Check every line below for the string "encoded", and copy the lines that contain it.
"""
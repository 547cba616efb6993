//! Client-side session state.
//!
//! SYSTEM CONTEXT
//! ==============
//! `session` is the single owner of the credential and profile. `credential`
//! holds the durable mirror, and `auth` is the snapshot the UI renders from.

pub mod auth;
pub mod credential;
pub mod session;
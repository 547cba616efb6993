//! Route table and navigation guard.

pub mod guard;
pub mod policy;
use leptos::prelude::*;

#[component]
pub fn NotFoundPage() -> impl IntoView {
    view! {
        <div class="status-page">
            <h2>"Page not found"</h2>
            <a href="/">"Go home"</a>
        </div>
    }
}
//! Authenticated REST client for the `/api` channel.
//!
//! SYSTEM CONTEXT
//! ==============
//! Feature services (assets, watch, inspection, pilot) issue every request
//! through `ApiClient`, which routes it through the `RequestAuthenticator`.
//! Payload keys arrive camelCased, so DTOs on this channel use
//! `#[serde(rename_all = "camelCase")]`.

#[cfg(test)]
#[path = "api_test.rs"]
mod api_test;

use std::sync::Arc;

use serde::Serialize;
use serde::de::DeserializeOwned;

use super::authenticator::RequestAuthenticator;
use super::error::ApiError;
use super::transport::{HttpRequest, Method, Transport};
use crate::config::ClientConfig;
use crate::state::session::Session;

#[derive(Clone)]
pub struct ApiClient {
    transport: Arc<dyn Transport>,
    authenticator: RequestAuthenticator,
    config: ClientConfig,
}

impl ApiClient {
    #[must_use]
    pub fn new(transport: Arc<dyn Transport>, session: Session, config: ClientConfig) -> Self {
        Self { transport, authenticator: RequestAuthenticator::new(session), config }
    }

    /// Send a fully built request through the authenticator.
    ///
    /// # Errors
    ///
    /// Returns any transport, status or decode failure.
    pub async fn send(&self, request: HttpRequest) -> Result<serde_json::Value, ApiError> {
        let request = self.authenticator.authorize(request);
        let result = self.transport.send(request).await;
        self.authenticator.inspect(result)
    }

    /// `GET {api_base}{path}`.
    ///
    /// # Errors
    ///
    /// Returns any request failure or a decode error for `T`.
    pub async fn get<T: DeserializeOwned>(&self, path: &str) -> Result<T, ApiError> {
        decode(self.send(HttpRequest::get(self.config.api_url(path))).await?)
    }

    /// `GET {api_base}{path}?{query}`.
    ///
    /// # Errors
    ///
    /// Returns an error if `query` does not encode, the request fails, or the
    /// payload does not decode as `T`.
    pub async fn get_with_query<Q, T>(&self, path: &str, query: &Q) -> Result<T, ApiError>
    where
        Q: Serialize + ?Sized,
        T: DeserializeOwned,
    {
        let encoded = serde_urlencoded::to_string(query).map_err(|e| ApiError::Malformed(e.to_string()))?;
        let mut url = self.config.api_url(path);
        if !encoded.is_empty() {
            url.push('?');
            url.push_str(&encoded);
        }
        decode(self.send(HttpRequest::get(url)).await?)
    }

    /// `POST` a JSON body.
    ///
    /// # Errors
    ///
    /// Returns any request failure or a decode error for `T`.
    pub async fn post<B: Serialize + ?Sized, T: DeserializeOwned>(&self, path: &str, body: &B) -> Result<T, ApiError> {
        self.send_json(Method::Post, path, body).await
    }

    /// `PUT` a JSON body.
    ///
    /// # Errors
    ///
    /// Returns any request failure or a decode error for `T`.
    pub async fn put<B: Serialize + ?Sized, T: DeserializeOwned>(&self, path: &str, body: &B) -> Result<T, ApiError> {
        self.send_json(Method::Put, path, body).await
    }

    /// `PATCH` a JSON body.
    ///
    /// # Errors
    ///
    /// Returns any request failure or a decode error for `T`.
    pub async fn patch<B: Serialize + ?Sized, T: DeserializeOwned>(&self, path: &str, body: &B) -> Result<T, ApiError> {
        self.send_json(Method::Patch, path, body).await
    }

    /// `DELETE {api_base}{path}`; any success body is discarded.
    ///
    /// # Errors
    ///
    /// Returns any request failure.
    pub async fn delete(&self, path: &str) -> Result<(), ApiError> {
        self.send(HttpRequest::new(Method::Delete, self.config.api_url(path))).await?;
        Ok(())
    }

    async fn send_json<B: Serialize + ?Sized, T: DeserializeOwned>(
        &self,
        method: Method,
        path: &str,
        body: &B,
    ) -> Result<T, ApiError> {
        let body = serde_json::to_value(body).map_err(|e| ApiError::Malformed(e.to_string()))?;
        let request = HttpRequest::new(method, self.config.api_url(path)).with_json(body);
        decode(self.send(request).await?)
    }
}

fn decode<T: DeserializeOwned>(value: serde_json::Value) -> Result<T, ApiError> {
    serde_json::from_value(value).map_err(|e| ApiError::Malformed(e.to_string()))
}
"""
SOLUTION TO THE EXERCISE —
        let encoded = serde_urlencoded::to_string(query).map_err(|e| ApiError::Malformed(e.to_string()))?;
        if !encoded.is_empty() {
            url.push_str(&encoded);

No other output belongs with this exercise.